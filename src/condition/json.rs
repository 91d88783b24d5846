//! The JSON marshalling contract for condition trees.
//!
//! A composite serializes in *simple form*, one object field per condition
//! kind, whenever its child kinds are pairwise distinct:
//!
//! ```json
//! { "equals": { "foo": ["bar"] }, "exists": { "targets": ["baz"] } }
//! ```
//!
//! When a kind repeats, the children move into the reserved `conditions`
//! array (*array form*), each entry holding one or more kind-keyed objects:
//!
//! ```json
//! { "conditions": [ { "equals": { "foo1": [true] } },
//!                   { "equals": { "foo2": [true] } } ] }
//! ```
//!
//! Both forms may be mixed within one composite. The field `name` carries an
//! optional diagnostic label. Any other field name must be a registered
//! condition kind; unknown names are rejected.

use std::collections::HashSet;

use serde::de::Error as DeError;
use serde::{Deserialize, Deserializer, Serialize, Serializer};
use serde_json::{Map, Value};

use crate::error::PolicyError;
use crate::specifier::Specifier;

use super::registry::resolve_condition;
use super::{CompositeCondition, Condition, EqualsCondition, ExistsCondition};

pub(crate) fn and_from_json(payload: &Value) -> Result<Condition, PolicyError> {
    Ok(Condition::And(composite_from_json(payload)?))
}

pub(crate) fn or_from_json(payload: &Value) -> Result<Condition, PolicyError> {
    Ok(Condition::Or(composite_from_json(payload)?))
}

pub(crate) fn not_from_json(payload: &Value) -> Result<Condition, PolicyError> {
    Ok(Condition::Not(composite_from_json(payload)?))
}

/// Parse an `exists` payload. Accepts the singular `target` as well as the
/// plural `targets`; serialization always emits `targets`.
pub(crate) fn exists_from_json(payload: &Value) -> Result<Condition, PolicyError> {
    let object = payload_object(payload, "exists")?;

    let mut exists = ExistsCondition::default();
    for (key, value) in object {
        match key.as_str() {
            "name" => exists.name = name_from_json(value)?,
            "target" => exists.targets.push(specifier_from_json(value)?),
            "targets" => {
                let items = value.as_array().ok_or_else(|| {
                    PolicyError::InvalidPolicy("exists targets must be an array".into())
                })?;
                for item in items {
                    exists.targets.push(specifier_from_json(item)?);
                }
            }
            other => {
                return Err(PolicyError::InvalidPolicy(format!(
                    "unrecognized field `{other}` in exists condition"
                )))
            }
        }
    }

    Ok(Condition::Exists(exists))
}

/// Parse an `equals` payload: a map from specifier to the expected value or
/// list of expected values. A scalar is normalized to a one-element list.
pub(crate) fn equals_from_json(payload: &Value) -> Result<Condition, PolicyError> {
    let object = payload_object(payload, "equals")?;

    let mut equals = EqualsCondition::default();
    for (key, value) in object {
        if key == "name" {
            equals.name = name_from_json(value)?;
            continue;
        }

        let target = Specifier::parse(key)?;
        let expected = match value {
            Value::Array(items) => items.clone(),
            scalar => vec![scalar.clone()],
        };
        equals.predicates.insert(target, expected);
    }

    Ok(Condition::Equals(equals))
}

/// Parse a composite payload, accepting simple form, array form and any mix
/// of the two.
pub(crate) fn composite_from_json(payload: &Value) -> Result<CompositeCondition, PolicyError> {
    let object = payload_object(payload, "composite")?;

    let mut composite = CompositeCondition::new();
    for (key, value) in object {
        match key.as_str() {
            "name" => composite.name = name_from_json(value)?,
            "conditions" => conditions_array_from_json(value, &mut composite)?,
            kind => composite.add_condition(resolve_condition(kind, value)?),
        }
    }

    Ok(composite)
}

fn conditions_array_from_json(
    value: &Value,
    composite: &mut CompositeCondition,
) -> Result<(), PolicyError> {
    match value {
        Value::Null => Ok(()),
        Value::Array(entries) => {
            for entry in entries {
                // each entry holds one or more conditions keyed by kind
                let object = payload_object(entry, "conditions array entry")?;
                for (kind, payload) in object {
                    composite.add_condition(resolve_condition(kind, payload)?);
                }
            }
            Ok(())
        }
        _ => Err(PolicyError::InvalidPolicy(
            "`conditions` must be an array of kind-keyed objects".into(),
        )),
    }
}

fn payload_object<'a>(
    payload: &'a Value,
    kind: &str,
) -> Result<&'a Map<String, Value>, PolicyError> {
    payload.as_object().ok_or_else(|| {
        PolicyError::InvalidPolicy(format!("{kind} condition payload must be an object"))
    })
}

fn name_from_json(value: &Value) -> Result<Option<String>, PolicyError> {
    match value {
        Value::Null => Ok(None),
        Value::String(name) => Ok(Some(name.clone())),
        _ => Err(PolicyError::InvalidPolicy(
            "condition name must be a string".into(),
        )),
    }
}

fn specifier_from_json(value: &Value) -> Result<Specifier, PolicyError> {
    let s = value.as_str().ok_or_else(|| {
        PolicyError::InvalidPolicy("exists target must be a string".into())
    })?;
    Specifier::parse(s)
}

/// Render a composite payload, choosing simple form when the child kinds are
/// pairwise distinct and array form otherwise.
pub(crate) fn composite_to_json(composite: &CompositeCondition) -> Value {
    let mut object = Map::new();

    if let Some(name) = &composite.name {
        object.insert("name".into(), Value::String(name.clone()));
    }

    let distinct: HashSet<&str> = composite.conditions.iter().map(Condition::kind).collect();
    if distinct.len() == composite.conditions.len() {
        for condition in &composite.conditions {
            object.insert(condition.kind().into(), condition_payload(condition));
        }
    } else {
        let entries: Vec<Value> = composite
            .conditions
            .iter()
            .map(|condition| {
                let mut entry = Map::new();
                entry.insert(condition.kind().into(), condition_payload(condition));
                Value::Object(entry)
            })
            .collect();
        object.insert("conditions".into(), Value::Array(entries));
    }

    Value::Object(object)
}

fn condition_payload(condition: &Condition) -> Value {
    match condition {
        Condition::And(composite) | Condition::Or(composite) | Condition::Not(composite) => {
            composite_to_json(composite)
        }
        Condition::Exists(exists) => {
            let mut object = Map::new();
            if let Some(name) = &exists.name {
                object.insert("name".into(), Value::String(name.clone()));
            }
            object.insert(
                "targets".into(),
                Value::Array(
                    exists
                        .targets
                        .iter()
                        .map(|t| Value::String(t.as_string()))
                        .collect(),
                ),
            );
            Value::Object(object)
        }
        Condition::Equals(equals) => {
            let mut object = Map::new();
            if let Some(name) = &equals.name {
                object.insert("name".into(), Value::String(name.clone()));
            }
            for (target, expected) in &equals.predicates {
                object.insert(target.as_string(), Value::Array(expected.clone()));
            }
            Value::Object(object)
        }
        Condition::Custom(custom) => custom.to_json(),
    }
}

impl CompositeCondition {
    /// Parse an and-rooted composite from its JSON payload.
    pub fn from_json(payload: &Value) -> Result<Self, PolicyError> {
        composite_from_json(payload)
    }

    /// Render this composite to its JSON payload.
    pub fn to_json(&self) -> Value {
        composite_to_json(self)
    }
}

impl Condition {
    /// Render this condition as a single kind-keyed JSON object.
    pub fn to_json(&self) -> Value {
        let mut object = Map::new();
        object.insert(self.kind().into(), condition_payload(self));
        Value::Object(object)
    }
}

impl Serialize for CompositeCondition {
    fn serialize<S: Serializer>(&self, serializer: S) -> Result<S::Ok, S::Error> {
        composite_to_json(self).serialize(serializer)
    }
}

impl<'de> Deserialize<'de> for CompositeCondition {
    fn deserialize<D: Deserializer<'de>>(deserializer: D) -> Result<Self, D::Error> {
        let payload = Value::deserialize(deserializer)?;
        composite_from_json(&payload).map_err(DeError::custom)
    }
}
::::
> Task to complete:
Exactly as they stand above, repeat all the records.

> Task output:
filename src/condition/json.rs
repository 91d88783b24d5846
//! The JSON marshalling contract for condition trees.
//!
//! A composite serializes in *simple form*, one object field per condition
//! kind, whenever its child kinds are pairwise distinct:
//!
//! ```json
//! { "equals": { "foo": ["bar"] }, "exists": { "targets": ["baz"] } }
//! ```
//!
//! When a kind repeats, the children move into the reserved `conditions`
//! array (*array form*), each entry holding one or more kind-keyed objects:
//!
//! ```json
//! { "conditions": [ { "equals": { "foo1": [true] } },
//!                   { "equals": { "foo2": [true] } } ] }
//! ```
//!
//! Both forms may be mixed within one composite. The field `name` carries an
//! optional diagnostic label. Any other field name must be a registered
//! condition kind; unknown names are rejected.

use std::collections::HashSet;

use serde::de::Error as DeError;
use serde::{Deserialize, Deserializer, Serialize, Serializer};
use serde_json::{Map, Value};

use crate::error::PolicyError;
use crate::specifier::Specifier;

use super::registry::resolve_condition;
use super::{CompositeCondition, Condition, EqualsCondition, ExistsCondition};

pub(crate) fn and_from_json(payload: &Value) -> Result<Condition, PolicyError> {
    Ok(Condition::And(composite_from_json(payload)?))
}

pub(crate) fn or_from_json(payload: &Value) -> Result<Condition, PolicyError> {
    Ok(Condition::Or(composite_from_json(payload)?))
}

pub(crate) fn not_from_json(payload: &Value) -> Result<Condition, PolicyError> {
    Ok(Condition::Not(composite_from_json(payload)?))
}

/// Parse an `exists` payload. Accepts the singular `target` as well as the
/// plural `targets`; serialization always emits `targets`.
pub(crate) fn exists_from_json(payload: &Value) -> Result<Condition, PolicyError> {
    let object = payload_object(payload, "exists")?;

    let mut exists = ExistsCondition::default();
    for (key, value) in object {
        match key.as_str() {
            "name" => exists.name = name_from_json(value)?,
            "target" => exists.targets.push(specifier_from_json(value)?),
            "targets" => {
                let items = value.as_array().ok_or_else(|| {
                    PolicyError::InvalidPolicy("exists targets must be an array".into())
                })?;
                for item in items {
                    exists.targets.push(specifier_from_json(item)?);
                }
            }
            other => {
                return Err(PolicyError::InvalidPolicy(format!(
                    "unrecognized field `{other}` in exists condition"
                )))
            }
        }
    }

    Ok(Condition::Exists(exists))
}

/// Parse an `equals` payload: a map from specifier to the expected value or
/// list of expected values. A scalar is normalized to a one-element list.
pub(crate) fn equals_from_json(payload: &Value) -> Result<Condition, PolicyError> {
    let object = payload_object(payload, "equals")?;

    let mut equals = EqualsCondition::default();
    for (key, value) in object {
        if key == "name" {
            equals.name = name_from_json(value)?;
            continue;
        }

        let target = Specifier::parse(key)?;
        let expected = match value {
            Value::Array(items) => items.clone(),
            scalar => vec![scalar.clone()],
        };
        equals.predicates.insert(target, expected);
    }

    Ok(Condition::Equals(equals))
}

/// Parse a composite payload, accepting simple form, array form and any mix
/// of the two.
pub(crate) fn composite_from_json(payload: &Value) -> Result<CompositeCondition, PolicyError> {
    let object = payload_object(payload, "composite")?;

    let mut composite = CompositeCondition::new();
    for (key, value) in object {
        match key.as_str() {
            "name" => composite.name = name_from_json(value)?,
            "conditions" => conditions_array_from_json(value, &mut composite)?,
            kind => composite.add_condition(resolve_condition(kind, value)?),
        }
    }

    Ok(composite)
}

fn conditions_array_from_json(
    value: &Value,
    composite: &mut CompositeCondition,
) -> Result<(), PolicyError> {
    match value {
        Value::Null => Ok(()),
        Value::Array(entries) => {
            for entry in entries {
                // each entry holds one or more conditions keyed by kind
                let object = payload_object(entry, "conditions array entry")?;
                for (kind, payload) in object {
                    composite.add_condition(resolve_condition(kind, payload)?);
                }
            }
            Ok(())
        }
        _ => Err(PolicyError::InvalidPolicy(
            "`conditions` must be an array of kind-keyed objects".into(),
        )),
    }
}

fn payload_object<'a>(
    payload: &'a Value,
    kind: &str,
) -> Result<&'a Map<String, Value>, PolicyError> {
    payload.as_object().ok_or_else(|| {
        PolicyError::InvalidPolicy(format!("{kind} condition payload must be an object"))
    })
}

fn name_from_json(value: &Value) -> Result<Option<String>, PolicyError> {
    match value {
        Value::Null => Ok(None),
        Value::String(name) => Ok(Some(name.clone())),
        _ => Err(PolicyError::InvalidPolicy(
            "condition name must be a string".into(),
        )),
    }
}

fn specifier_from_json(value: &Value) -> Result<Specifier, PolicyError> {
    let s = value.as_str().ok_or_else(|| {
        PolicyError::InvalidPolicy("exists target must be a string".into())
    })?;
    Specifier::parse(s)
}

/// Render a composite payload, choosing simple form when the child kinds are
/// pairwise distinct and array form otherwise.
pub(crate) fn composite_to_json(composite: &CompositeCondition) -> Value {
    let mut object = Map::new();

    if let Some(name) = &composite.name {
        object.insert("name".into(), Value::String(name.clone()));
    }

    let distinct: HashSet<&str> = composite.conditions.iter().map(Condition::kind).collect();
    if distinct.len() == composite.conditions.len() {
        for condition in &composite.conditions {
            object.insert(condition.kind().into(), condition_payload(condition));
        }
    } else {
        let entries: Vec<Value> = composite
            .conditions
            .iter()
            .map(|condition| {
                let mut entry = Map::new();
                entry.insert(condition.kind().into(), condition_payload(condition));
                Value::Object(entry)
            })
            .collect();
        object.insert("conditions".into(), Value::Array(entries));
    }

    Value::Object(object)
}

fn condition_payload(condition: &Condition) -> Value {
    match condition {
        Condition::And(composite) | Condition::Or(composite) | Condition::Not(composite) => {
            composite_to_json(composite)
        }
        Condition::Exists(exists) => {
            let mut object = Map::new();
            if let Some(name) = &exists.name {
                object.insert("name".into(), Value::String(name.clone()));
            }
            object.insert(
                "targets".into(),
                Value::Array(
                    exists
                        .targets
                        .iter()
                        .map(|t| Value::String(t.as_string()))
                        .collect(),
                ),
            );
            Value::Object(object)
        }
        Condition::Equals(equals) => {
            let mut object = Map::new();
            if let Some(name) = &equals.name {
                object.insert("name".into(), Value::String(name.clone()));
            }
            for (target, expected) in &equals.predicates {
                object.insert(target.as_string(), Value::Array(expected.clone()));
            }
            Value::Object(object)
        }
        Condition::Custom(custom) => custom.to_json(),
    }
}

impl CompositeCondition {
    /// Parse an and-rooted composite from its JSON payload.
    pub fn from_json(payload: &Value) -> Result<Self, PolicyError> {
        composite_from_json(payload)
    }

    /// Render this composite to its JSON payload.
    pub fn to_json(&self) -> Value {
        composite_to_json(self)
    }
}

impl Condition {
    /// Render this condition as a single kind-keyed JSON object.
    pub fn to_json(&self) -> Value {
        let mut object = Map::new();
        object.insert(self.kind().into(), condition_payload(self));
        Value::Object(object)
    }
}

impl Serialize for CompositeCondition {
    fn serialize<S: Serializer>(&self, serializer: S) -> Result<S::Ok, S::Error> {
        composite_to_json(self).serialize(serializer)
    }
}

impl<'de> Deserialize<'de> for CompositeCondition {
    fn deserialize<D: Deserializer<'de>>(deserializer: D) -> Result<Self, D::Error> {
        let payload = Value::deserialize(deserializer)?;
        composite_from_json(&payload).map_err(DeError::custom)
    }
}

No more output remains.